# Problem statement
Could you write out the opening lines of the data, word for word, stopping after the line that contains "signed up to do"?

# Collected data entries

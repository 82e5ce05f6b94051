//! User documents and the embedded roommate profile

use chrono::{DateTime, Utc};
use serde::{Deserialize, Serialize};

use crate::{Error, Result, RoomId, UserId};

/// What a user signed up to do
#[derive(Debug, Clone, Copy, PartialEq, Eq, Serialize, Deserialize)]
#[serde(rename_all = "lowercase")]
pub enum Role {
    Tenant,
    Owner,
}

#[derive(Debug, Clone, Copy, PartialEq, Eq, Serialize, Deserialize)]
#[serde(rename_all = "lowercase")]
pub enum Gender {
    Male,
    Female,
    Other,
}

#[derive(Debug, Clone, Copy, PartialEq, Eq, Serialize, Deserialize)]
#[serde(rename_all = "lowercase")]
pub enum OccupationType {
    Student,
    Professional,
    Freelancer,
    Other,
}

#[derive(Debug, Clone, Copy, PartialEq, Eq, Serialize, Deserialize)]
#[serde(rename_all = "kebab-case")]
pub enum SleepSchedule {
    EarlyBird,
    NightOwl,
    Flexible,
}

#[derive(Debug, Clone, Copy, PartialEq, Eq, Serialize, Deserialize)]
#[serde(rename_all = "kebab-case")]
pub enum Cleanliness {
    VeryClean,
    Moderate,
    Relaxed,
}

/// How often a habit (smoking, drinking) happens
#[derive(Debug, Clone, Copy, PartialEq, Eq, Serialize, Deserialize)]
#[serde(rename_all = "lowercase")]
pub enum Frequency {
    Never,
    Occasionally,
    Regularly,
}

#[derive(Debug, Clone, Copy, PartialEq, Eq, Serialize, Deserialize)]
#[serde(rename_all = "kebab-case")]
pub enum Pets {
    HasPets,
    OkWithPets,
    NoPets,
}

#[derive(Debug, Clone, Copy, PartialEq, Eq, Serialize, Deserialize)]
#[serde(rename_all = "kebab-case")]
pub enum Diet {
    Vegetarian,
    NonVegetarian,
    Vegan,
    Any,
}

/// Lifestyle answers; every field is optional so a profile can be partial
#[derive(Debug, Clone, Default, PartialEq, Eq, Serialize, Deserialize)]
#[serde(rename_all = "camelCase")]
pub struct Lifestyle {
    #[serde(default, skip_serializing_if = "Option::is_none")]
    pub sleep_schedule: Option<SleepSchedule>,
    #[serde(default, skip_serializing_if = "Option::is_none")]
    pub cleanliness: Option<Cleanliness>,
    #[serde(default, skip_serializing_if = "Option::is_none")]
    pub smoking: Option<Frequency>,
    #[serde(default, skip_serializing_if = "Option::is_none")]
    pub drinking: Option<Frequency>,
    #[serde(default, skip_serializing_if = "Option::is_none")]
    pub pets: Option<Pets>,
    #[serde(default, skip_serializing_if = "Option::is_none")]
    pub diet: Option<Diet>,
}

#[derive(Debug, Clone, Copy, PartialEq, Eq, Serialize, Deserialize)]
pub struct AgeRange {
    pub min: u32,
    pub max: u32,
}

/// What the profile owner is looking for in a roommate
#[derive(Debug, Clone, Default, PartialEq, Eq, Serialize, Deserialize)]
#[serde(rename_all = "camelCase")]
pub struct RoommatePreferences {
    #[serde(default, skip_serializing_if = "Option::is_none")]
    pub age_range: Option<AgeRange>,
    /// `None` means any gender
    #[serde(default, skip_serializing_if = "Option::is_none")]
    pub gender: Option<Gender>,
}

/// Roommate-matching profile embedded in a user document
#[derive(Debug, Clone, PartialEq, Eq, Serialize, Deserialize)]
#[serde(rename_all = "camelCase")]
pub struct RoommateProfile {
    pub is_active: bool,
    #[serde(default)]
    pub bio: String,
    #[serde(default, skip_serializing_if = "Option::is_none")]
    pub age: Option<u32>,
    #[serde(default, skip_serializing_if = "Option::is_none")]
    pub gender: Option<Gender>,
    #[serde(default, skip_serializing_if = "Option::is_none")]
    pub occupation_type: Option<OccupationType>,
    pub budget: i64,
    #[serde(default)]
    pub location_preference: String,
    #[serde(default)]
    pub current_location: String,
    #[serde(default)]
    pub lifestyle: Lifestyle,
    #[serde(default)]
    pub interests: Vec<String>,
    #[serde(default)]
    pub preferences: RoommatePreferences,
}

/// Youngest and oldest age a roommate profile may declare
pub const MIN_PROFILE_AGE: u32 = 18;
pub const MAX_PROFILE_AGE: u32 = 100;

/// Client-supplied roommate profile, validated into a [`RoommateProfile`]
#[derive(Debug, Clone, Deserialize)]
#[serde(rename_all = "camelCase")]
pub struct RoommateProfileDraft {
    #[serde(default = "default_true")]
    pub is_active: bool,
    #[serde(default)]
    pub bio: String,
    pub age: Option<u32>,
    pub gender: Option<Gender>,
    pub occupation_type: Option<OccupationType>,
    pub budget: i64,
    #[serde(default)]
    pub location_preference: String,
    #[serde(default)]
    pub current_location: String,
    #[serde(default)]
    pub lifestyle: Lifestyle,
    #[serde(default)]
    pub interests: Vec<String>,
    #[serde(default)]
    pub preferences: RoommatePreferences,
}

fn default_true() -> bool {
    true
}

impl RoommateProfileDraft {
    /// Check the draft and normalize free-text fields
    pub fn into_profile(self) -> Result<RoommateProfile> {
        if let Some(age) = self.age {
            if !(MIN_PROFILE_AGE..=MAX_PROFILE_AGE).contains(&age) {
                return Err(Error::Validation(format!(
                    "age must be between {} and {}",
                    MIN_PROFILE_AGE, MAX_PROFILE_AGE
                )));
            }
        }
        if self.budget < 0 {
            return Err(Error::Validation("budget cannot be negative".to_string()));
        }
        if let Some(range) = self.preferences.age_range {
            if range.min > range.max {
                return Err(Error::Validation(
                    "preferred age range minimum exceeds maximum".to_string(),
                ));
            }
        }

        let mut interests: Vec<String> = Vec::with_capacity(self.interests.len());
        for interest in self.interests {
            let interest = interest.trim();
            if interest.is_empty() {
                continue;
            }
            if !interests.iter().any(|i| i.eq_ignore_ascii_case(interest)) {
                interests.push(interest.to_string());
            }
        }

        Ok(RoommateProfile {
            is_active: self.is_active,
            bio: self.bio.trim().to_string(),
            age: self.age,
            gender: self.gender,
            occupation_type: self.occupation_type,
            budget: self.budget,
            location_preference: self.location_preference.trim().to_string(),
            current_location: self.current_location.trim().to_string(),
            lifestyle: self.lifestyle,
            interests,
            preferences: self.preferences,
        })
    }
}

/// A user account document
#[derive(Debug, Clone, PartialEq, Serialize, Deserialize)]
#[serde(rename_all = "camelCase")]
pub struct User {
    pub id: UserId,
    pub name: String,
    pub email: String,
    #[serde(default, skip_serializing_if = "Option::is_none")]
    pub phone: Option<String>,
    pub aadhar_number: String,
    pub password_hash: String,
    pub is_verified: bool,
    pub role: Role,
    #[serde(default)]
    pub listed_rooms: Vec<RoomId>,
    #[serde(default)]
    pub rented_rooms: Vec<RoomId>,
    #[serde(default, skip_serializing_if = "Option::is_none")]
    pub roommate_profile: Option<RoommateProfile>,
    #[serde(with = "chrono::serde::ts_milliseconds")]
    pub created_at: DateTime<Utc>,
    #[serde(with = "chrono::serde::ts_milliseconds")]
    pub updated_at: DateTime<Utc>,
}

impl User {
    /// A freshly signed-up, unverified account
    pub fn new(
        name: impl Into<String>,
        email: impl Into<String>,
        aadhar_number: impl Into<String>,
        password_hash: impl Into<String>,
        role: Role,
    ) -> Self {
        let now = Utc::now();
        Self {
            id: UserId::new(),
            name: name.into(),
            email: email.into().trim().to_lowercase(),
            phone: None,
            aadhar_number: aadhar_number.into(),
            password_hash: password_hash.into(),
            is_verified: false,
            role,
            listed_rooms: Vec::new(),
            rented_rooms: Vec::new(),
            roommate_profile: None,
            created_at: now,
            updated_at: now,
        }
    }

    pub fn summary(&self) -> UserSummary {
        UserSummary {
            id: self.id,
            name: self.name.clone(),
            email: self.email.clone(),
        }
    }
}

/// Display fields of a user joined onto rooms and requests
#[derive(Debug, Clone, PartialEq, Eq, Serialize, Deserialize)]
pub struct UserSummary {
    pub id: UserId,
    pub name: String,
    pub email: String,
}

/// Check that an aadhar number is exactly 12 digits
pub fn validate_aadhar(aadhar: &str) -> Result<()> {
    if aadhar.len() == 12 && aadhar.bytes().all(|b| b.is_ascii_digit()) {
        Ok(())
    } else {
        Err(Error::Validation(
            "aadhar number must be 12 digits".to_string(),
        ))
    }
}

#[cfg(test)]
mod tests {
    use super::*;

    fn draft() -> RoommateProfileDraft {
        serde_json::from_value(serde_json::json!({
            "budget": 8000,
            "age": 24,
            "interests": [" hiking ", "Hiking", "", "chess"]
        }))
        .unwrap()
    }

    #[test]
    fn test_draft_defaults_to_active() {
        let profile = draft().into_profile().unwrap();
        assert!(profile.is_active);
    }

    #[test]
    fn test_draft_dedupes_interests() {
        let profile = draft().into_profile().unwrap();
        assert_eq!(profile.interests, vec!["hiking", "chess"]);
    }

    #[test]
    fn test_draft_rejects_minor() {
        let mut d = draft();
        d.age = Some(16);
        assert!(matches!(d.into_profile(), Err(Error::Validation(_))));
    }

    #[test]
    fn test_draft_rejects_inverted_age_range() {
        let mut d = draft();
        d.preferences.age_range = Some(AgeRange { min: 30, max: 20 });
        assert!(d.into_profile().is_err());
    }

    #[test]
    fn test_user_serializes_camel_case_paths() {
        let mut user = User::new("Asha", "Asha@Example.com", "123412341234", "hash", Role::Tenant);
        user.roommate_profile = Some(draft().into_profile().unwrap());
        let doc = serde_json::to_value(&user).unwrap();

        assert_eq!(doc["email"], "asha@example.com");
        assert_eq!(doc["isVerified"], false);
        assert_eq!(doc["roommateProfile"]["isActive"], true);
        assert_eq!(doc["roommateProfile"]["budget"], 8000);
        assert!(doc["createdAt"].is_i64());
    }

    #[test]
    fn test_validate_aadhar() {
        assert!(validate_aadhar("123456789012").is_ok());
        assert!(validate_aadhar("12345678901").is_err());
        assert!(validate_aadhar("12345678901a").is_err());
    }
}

# Written solution
repository 82e5ce05f6b94051
//! User documents and the embedded roommate profile

use chrono::{DateTime, Utc};
use serde::{Deserialize, Serialize};

use crate::{Error, Result, RoomId, UserId};

/// What a user signed up to do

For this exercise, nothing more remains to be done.